**Requirement:** Your task is to copy each line of the material that holds the word "PlacementEvaluator".

--- Record set Enclosed Below ---

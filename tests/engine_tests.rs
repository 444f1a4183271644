//! Shared engine interface: configuration, telemetry, hints and explanations

use std::sync::Arc;

use arcade_advisor::core::{
    AdvisorConfig, ConfigError, ConfigProvider, DecisionEngine, EngineContext, SharedConfig,
    StepByStepExplainer, TelemetryLog, TelemetrySink,
};
use arcade_advisor::engine::{MineSolver, PlacementEvaluator, SnakePlanner};
use arcade_advisor::types::{
    BlockBoard, Direction, GameKind, MineBoard, PieceKind, Position, SnakeBoard,
};

fn opening_mine_board() -> MineBoard {
    let mut board = MineBoard::new(5, 5, vec![Position::new(4, 4)]);
    board.reveal(Position::new(0, 0));
    board
}

fn open_snake_board() -> SnakeBoard {
    SnakeBoard::new(
        20,
        20,
        vec![Position::new(5, 5), Position::new(4, 5), Position::new(3, 5)],
        Direction::Right,
        Position::new(10, 10),
    )
}

fn index_of(haystack: &str, needle: &str) -> usize {
    haystack
        .find(needle)
        .unwrap_or_else(|| panic!("missing {:?} in:\n{}", needle, haystack))
}

#[test]
fn test_suggestion_before_analysis_is_the_sentinel() {
    let solver = MineSolver::default();
    let suggestion = solver.suggestion();
    assert!(suggestion.action.is_none());
    assert_eq!(suggestion.confidence, 0.0);
    assert!(solver.last_analysis().is_none());
}

#[test]
fn test_suggestion_quotes_the_metric() {
    let mut solver = MineSolver::default();
    solver.analyze(&opening_mine_board());
    let suggestion = solver.suggestion();
    assert_eq!(suggestion.action.target, Some(Position::new(1, 0)));
    assert!(suggestion.explanation.contains("0% mine probability"));

    let mut planner = SnakePlanner::default();
    planner.analyze(&open_snake_board());
    assert!(planner
        .suggestion()
        .explanation
        .contains("shortest path to the food (10 steps)"));
}

#[test]
fn test_difficulty_is_shared_and_nan_is_rejected() {
    let config = SharedConfig::default();
    let mines = MineSolver::new(Arc::new(config.clone()));
    let blocks = PlacementEvaluator::new(Arc::new(config.clone()));

    mines.set_difficulty_level(0.8).unwrap();
    assert_eq!(blocks.difficulty_level(), 0.8);

    assert_eq!(
        blocks.set_difficulty_level(f64::NAN),
        Err(ConfigError::NonFiniteDifficulty)
    );
    assert_eq!(mines.difficulty_level(), 0.8);

    blocks.set_debug_mode(true);
    assert!(mines.is_debug_mode_enabled());
}

#[test]
fn test_hint_tiers() {
    let mut solver = MineSolver::default();
    solver.analyze(&opening_mine_board());

    let easy = solver.hint(0.1);
    assert_eq!(easy.indicators.len(), 3);
    assert!(easy.detail.is_some());
    assert_eq!(easy.confidence, Some(1.0));

    let medium = solver.hint(0.5);
    assert_eq!(medium.indicators, vec![Position::new(1, 0)]);
    assert!(medium.detail.is_none());

    let hard = solver.hint(0.9);
    assert!(hard.indicators.is_empty());
    assert!(hard.confidence.is_none());
    assert!(!hard.message.contains('('));

    // Non-finite falls back to the configured 0.5.
    assert_eq!(solver.hint(f64::NAN), medium);
}

#[test]
fn test_easy_hint_for_a_cornered_snake() {
    let board = SnakeBoard::new(
        5,
        5,
        vec![
            Position::new(0, 0),
            Position::new(1, 0),
            Position::new(1, 1),
            Position::new(0, 1),
            Position::new(0, 2),
        ],
        Direction::Left,
        Position::new(4, 4),
    );
    let mut planner = SnakePlanner::default();
    let analysis = planner.analyze(&board);
    assert!(analysis.suggested_actions.is_empty());

    let hint = planner.hint(0.1);
    assert_eq!(hint.indicators.len(), 3);
    assert_eq!(hint.confidence, Some(0.0));
    let detail = hint.detail.expect("expected detail");
    assert!(detail.contains("Every move leads into a wall or the body."));
}

#[test]
fn test_telemetry_only_in_debug_mode() {
    let config = SharedConfig::default();
    let log = Arc::new(TelemetryLog::new());
    let ctx = EngineContext::new(GameKind::Snake, Arc::new(config.clone()))
        .with_telemetry(log.clone());
    let mut planner = SnakePlanner::with_context(ctx);

    planner.analyze(&open_snake_board());
    assert!(log.is_empty());

    planner.set_debug_mode(true);
    planner.analyze(&open_snake_board());
    let record = log.latest(GameKind::Snake).expect("expected a record");
    assert_eq!(record.metrics["path_len"], 10.0);
    assert_eq!(record.metrics["safe_moves"], 3.0);

    let text = planner.explain_decision(&planner.suggestion());
    assert!(text.contains("[debug]"));
    assert!(text.contains("\"path_len\":10.0"));
}

#[test]
fn test_explanation_sections_in_fixed_order() {
    let config = SharedConfig::default();
    config.update(&mut |cfg: &mut AdvisorConfig| {
        cfg.debug_mode = true;
        cfg.educational_mode = true;
    });
    let ctx = EngineContext::new(GameKind::Tetris, Arc::new(config))
        .with_telemetry(Arc::new(TelemetryLog::new()))
        .with_explainer(Arc::new(StepByStepExplainer));
    let mut evaluator = PlacementEvaluator::with_context(ctx);
    evaluator.analyze(&BlockBoard::new(PieceKind::T));

    let suggestion = evaluator.suggestion();
    let text = evaluator.explain_decision(&suggestion);

    let order = [
        "Action:",
        "Confidence:",
        "Priority: 10",
        "Reasoning:",
        "Alternatives:",
        "[debug]",
        "Last telemetry:",
        "[walkthrough]",
    ];
    let positions: Vec<usize> = order.iter().map(|s| index_of(&text, s)).collect();
    assert!(positions.windows(2).all(|w| w[0] < w[1]), "{}", text);

    assert_eq!(text, evaluator.explain_decision(&suggestion));
}

#[test]
fn test_presentation_toggles_drop_sections() {
    let config = SharedConfig::default();
    config.update(&mut |cfg: &mut AdvisorConfig| {
        cfg.show_confidence = false;
        cfg.show_alternatives = false;
    });
    let mut evaluator = PlacementEvaluator::new(Arc::new(config));
    evaluator.analyze(&BlockBoard::new(PieceKind::O));
    let text = evaluator.explain_decision(&evaluator.suggestion());
    assert!(!text.contains("Confidence:"));
    assert!(!text.contains("Alternatives:"));
    assert!(!text.contains("[debug]"));
    assert!(text.starts_with("Action: "));
}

--- End of Enclosed Record set ---

**Reply:**
use arcade_advisor::engine::{MineSolver, PlacementEvaluator, SnakePlanner};
    let blocks = PlacementEvaluator::new(Arc::new(config.clone()));
    let mut evaluator = PlacementEvaluator::with_context(ctx);
    let mut evaluator = PlacementEvaluator::new(Arc::new(config));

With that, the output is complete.